> **Task requirements**: Begin at the line below that has "use std::sync::Arc;" and stop after the line that has "pub struct Registry". Please restate only those lines, word for word.

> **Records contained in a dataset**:
******************************

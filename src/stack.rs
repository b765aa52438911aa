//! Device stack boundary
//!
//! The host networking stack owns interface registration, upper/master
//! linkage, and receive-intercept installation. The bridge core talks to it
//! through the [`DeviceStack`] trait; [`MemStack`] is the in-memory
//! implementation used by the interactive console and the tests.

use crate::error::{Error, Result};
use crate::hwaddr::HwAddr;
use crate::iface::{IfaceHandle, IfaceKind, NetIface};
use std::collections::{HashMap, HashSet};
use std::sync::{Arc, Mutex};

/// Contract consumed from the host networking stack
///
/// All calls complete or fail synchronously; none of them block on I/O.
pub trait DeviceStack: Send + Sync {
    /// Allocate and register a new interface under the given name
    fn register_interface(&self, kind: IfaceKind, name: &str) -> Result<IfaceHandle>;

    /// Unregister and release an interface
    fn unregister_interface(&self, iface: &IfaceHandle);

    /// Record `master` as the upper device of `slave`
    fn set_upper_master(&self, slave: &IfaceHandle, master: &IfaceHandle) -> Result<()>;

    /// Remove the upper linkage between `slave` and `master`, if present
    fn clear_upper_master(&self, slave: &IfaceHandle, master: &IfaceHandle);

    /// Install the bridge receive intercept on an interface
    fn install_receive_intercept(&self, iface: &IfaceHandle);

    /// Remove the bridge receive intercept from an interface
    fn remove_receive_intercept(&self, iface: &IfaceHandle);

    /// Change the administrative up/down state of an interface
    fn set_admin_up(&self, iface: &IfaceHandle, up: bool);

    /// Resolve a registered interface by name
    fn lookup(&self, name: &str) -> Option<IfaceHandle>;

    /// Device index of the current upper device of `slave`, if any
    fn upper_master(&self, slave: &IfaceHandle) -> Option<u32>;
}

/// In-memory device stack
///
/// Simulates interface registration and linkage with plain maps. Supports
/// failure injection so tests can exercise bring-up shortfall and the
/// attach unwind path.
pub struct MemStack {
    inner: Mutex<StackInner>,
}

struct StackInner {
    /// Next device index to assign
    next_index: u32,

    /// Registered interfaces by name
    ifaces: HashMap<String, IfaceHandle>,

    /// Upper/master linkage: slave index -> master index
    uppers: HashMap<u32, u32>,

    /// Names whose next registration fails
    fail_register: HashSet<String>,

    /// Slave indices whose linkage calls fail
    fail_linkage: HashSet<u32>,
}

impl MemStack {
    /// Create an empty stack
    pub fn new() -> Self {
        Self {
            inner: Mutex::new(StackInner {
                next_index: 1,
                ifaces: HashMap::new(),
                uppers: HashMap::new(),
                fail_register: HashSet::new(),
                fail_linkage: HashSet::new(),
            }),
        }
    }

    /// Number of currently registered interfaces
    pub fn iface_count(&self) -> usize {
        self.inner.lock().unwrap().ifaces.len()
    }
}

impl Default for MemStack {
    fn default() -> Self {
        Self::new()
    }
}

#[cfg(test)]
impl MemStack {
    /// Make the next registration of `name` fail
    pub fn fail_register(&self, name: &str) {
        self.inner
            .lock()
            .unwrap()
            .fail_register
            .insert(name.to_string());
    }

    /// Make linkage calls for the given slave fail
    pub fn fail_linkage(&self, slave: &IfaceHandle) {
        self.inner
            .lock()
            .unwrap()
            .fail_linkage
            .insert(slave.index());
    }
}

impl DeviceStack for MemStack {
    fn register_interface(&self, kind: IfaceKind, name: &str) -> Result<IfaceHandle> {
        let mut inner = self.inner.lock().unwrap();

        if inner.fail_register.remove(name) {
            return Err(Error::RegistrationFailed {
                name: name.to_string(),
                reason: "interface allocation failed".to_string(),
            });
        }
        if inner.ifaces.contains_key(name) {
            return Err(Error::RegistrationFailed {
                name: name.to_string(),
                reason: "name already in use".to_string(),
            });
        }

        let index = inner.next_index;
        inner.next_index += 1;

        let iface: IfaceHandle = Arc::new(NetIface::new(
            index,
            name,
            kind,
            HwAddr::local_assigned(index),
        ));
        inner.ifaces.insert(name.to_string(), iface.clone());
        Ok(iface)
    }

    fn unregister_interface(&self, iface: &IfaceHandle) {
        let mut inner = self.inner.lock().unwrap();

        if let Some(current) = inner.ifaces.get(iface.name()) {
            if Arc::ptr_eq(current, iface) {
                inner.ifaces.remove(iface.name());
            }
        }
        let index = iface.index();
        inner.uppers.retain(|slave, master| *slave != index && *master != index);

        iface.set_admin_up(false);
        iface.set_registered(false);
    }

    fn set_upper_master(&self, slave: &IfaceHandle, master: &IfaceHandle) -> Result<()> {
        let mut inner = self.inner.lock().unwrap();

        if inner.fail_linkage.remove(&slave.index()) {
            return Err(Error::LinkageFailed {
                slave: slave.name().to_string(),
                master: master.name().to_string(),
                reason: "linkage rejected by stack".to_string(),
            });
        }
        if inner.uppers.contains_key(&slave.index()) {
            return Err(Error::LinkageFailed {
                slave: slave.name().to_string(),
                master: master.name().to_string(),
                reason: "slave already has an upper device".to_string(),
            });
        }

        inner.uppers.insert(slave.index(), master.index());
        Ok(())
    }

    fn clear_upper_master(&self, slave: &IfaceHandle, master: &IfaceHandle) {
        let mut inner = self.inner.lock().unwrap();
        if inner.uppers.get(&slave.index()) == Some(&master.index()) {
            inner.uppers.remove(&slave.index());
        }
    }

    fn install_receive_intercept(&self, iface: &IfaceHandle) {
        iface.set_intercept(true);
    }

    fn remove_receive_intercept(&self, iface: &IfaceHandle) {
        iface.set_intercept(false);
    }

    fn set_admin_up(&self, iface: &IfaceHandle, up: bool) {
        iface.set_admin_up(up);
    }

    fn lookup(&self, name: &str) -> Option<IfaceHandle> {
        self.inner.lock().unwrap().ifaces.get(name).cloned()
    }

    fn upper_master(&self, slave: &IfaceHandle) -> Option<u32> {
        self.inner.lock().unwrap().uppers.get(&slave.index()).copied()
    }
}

******************************

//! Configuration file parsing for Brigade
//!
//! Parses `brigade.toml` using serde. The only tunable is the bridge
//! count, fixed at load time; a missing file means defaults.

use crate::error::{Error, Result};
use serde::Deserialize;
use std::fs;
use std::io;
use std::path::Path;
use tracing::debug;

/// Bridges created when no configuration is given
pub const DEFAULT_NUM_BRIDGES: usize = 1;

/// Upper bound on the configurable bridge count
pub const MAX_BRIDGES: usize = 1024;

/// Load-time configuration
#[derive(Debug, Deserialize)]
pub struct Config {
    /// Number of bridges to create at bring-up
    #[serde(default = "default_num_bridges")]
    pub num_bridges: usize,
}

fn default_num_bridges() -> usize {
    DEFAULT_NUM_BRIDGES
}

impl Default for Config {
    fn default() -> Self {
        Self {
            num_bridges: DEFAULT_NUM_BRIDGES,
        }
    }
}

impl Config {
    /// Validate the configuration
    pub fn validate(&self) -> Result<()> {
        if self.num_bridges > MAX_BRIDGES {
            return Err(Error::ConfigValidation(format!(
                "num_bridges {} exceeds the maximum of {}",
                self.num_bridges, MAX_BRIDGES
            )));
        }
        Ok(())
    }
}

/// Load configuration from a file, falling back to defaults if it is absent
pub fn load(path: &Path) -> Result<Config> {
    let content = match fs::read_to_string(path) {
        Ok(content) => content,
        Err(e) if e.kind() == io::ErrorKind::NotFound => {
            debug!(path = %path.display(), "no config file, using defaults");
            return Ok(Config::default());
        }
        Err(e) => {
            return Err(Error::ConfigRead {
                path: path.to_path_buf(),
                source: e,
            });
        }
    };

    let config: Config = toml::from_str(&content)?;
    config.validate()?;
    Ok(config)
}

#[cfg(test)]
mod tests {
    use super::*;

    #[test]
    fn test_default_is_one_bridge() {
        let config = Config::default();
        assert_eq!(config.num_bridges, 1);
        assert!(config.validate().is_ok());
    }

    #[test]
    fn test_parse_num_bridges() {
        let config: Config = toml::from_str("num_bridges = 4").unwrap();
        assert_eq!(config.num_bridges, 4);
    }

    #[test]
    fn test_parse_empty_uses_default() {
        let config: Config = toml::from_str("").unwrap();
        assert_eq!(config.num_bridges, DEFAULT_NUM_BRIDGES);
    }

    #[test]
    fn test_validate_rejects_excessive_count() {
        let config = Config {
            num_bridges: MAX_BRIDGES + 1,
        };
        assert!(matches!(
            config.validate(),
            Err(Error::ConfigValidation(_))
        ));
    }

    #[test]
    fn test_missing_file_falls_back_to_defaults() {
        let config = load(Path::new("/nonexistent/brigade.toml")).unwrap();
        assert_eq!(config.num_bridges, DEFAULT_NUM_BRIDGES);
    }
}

******************************

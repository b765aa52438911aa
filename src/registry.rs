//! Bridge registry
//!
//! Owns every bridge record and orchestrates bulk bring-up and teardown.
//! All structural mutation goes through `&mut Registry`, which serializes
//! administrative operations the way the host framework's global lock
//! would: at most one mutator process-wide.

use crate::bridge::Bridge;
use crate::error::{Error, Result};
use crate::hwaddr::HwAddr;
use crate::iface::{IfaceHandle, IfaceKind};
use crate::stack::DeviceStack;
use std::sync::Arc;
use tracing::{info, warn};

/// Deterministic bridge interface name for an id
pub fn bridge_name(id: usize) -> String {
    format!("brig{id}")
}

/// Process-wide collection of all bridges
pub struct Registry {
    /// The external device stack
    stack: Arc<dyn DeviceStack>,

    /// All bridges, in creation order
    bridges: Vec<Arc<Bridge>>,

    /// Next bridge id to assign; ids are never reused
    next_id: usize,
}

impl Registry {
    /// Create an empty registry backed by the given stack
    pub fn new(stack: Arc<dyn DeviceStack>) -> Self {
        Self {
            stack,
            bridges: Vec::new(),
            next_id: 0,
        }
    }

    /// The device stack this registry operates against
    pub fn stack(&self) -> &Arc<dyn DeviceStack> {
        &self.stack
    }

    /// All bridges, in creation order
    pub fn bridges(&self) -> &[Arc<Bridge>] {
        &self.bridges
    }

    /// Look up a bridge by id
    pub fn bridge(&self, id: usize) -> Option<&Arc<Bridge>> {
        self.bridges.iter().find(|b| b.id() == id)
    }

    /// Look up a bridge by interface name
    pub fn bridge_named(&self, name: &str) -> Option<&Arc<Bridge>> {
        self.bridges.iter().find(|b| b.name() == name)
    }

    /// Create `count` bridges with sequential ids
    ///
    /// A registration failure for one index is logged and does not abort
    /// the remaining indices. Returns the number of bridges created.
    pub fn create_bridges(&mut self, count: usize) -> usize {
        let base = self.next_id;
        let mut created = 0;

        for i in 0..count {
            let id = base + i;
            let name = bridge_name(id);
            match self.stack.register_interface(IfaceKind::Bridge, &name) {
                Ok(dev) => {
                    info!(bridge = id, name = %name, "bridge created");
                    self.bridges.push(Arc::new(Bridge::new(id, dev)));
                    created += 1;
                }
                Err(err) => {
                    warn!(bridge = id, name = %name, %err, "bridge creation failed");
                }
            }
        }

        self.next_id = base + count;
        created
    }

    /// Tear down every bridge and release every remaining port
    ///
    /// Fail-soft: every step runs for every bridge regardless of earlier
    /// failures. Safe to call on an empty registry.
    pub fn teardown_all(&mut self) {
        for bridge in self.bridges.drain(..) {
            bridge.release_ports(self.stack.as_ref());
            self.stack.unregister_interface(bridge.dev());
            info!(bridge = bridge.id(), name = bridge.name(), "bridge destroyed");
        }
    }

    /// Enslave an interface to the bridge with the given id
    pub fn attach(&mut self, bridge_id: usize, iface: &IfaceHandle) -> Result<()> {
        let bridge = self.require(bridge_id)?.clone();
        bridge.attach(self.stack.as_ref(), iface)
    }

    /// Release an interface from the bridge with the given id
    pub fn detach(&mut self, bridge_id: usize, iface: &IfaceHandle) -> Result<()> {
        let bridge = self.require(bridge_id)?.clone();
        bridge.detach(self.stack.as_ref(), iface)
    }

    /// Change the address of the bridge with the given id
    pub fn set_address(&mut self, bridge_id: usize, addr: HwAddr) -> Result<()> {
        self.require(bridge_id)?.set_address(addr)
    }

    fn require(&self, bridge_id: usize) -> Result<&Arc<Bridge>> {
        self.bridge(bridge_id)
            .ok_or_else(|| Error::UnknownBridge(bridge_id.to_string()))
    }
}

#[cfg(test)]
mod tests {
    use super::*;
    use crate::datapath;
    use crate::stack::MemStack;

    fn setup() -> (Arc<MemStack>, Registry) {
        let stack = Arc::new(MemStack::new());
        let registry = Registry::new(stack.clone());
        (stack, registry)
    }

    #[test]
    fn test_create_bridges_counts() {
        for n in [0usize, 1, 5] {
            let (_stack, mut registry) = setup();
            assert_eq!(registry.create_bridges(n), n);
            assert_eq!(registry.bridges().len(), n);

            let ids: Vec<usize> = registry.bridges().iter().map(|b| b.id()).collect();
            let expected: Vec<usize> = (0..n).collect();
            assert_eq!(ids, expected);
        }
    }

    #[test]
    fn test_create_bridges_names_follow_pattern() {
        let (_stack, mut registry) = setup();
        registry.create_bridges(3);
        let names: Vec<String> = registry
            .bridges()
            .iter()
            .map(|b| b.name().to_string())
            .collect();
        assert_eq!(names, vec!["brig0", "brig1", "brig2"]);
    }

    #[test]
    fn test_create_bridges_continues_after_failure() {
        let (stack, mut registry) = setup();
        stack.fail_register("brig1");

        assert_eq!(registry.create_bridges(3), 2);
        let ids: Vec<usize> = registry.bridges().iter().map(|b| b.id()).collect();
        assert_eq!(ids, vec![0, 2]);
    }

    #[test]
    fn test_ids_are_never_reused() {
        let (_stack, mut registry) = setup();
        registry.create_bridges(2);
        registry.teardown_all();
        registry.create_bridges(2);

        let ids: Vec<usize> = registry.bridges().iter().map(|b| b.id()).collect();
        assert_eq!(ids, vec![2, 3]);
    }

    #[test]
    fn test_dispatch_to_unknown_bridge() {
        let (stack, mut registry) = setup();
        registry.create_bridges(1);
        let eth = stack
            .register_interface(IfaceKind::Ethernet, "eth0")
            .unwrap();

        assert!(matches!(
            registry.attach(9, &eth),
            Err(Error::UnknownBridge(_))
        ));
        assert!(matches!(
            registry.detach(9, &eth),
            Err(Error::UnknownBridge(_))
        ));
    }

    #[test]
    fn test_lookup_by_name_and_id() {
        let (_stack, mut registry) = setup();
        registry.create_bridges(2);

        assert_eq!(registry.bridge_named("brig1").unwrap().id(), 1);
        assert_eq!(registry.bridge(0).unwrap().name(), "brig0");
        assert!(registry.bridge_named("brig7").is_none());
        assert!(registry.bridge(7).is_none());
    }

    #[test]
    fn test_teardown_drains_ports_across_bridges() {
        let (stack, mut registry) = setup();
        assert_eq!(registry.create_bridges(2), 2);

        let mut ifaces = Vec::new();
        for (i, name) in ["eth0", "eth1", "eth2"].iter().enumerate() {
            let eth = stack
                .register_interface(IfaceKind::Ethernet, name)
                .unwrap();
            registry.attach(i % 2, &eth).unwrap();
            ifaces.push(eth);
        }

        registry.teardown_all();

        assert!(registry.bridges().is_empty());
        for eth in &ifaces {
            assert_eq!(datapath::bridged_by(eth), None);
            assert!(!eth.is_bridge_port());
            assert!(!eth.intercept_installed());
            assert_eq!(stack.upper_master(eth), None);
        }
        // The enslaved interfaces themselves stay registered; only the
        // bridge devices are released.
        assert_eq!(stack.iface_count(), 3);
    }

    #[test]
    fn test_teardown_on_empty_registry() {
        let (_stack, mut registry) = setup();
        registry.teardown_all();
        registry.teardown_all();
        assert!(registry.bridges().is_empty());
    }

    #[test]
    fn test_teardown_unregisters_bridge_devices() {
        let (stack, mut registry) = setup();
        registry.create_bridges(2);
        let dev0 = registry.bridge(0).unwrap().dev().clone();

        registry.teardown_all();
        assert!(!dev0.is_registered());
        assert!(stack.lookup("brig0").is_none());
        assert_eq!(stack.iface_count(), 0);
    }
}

******************************

> **Output below**:
use std::sync::Arc;
use tracing::{info, warn};

/// Deterministic bridge interface name for an id
pub fn bridge_name(id: usize) -> String {
    format!("brig{id}")
}

/// Process-wide collection of all bridges
pub struct Registry {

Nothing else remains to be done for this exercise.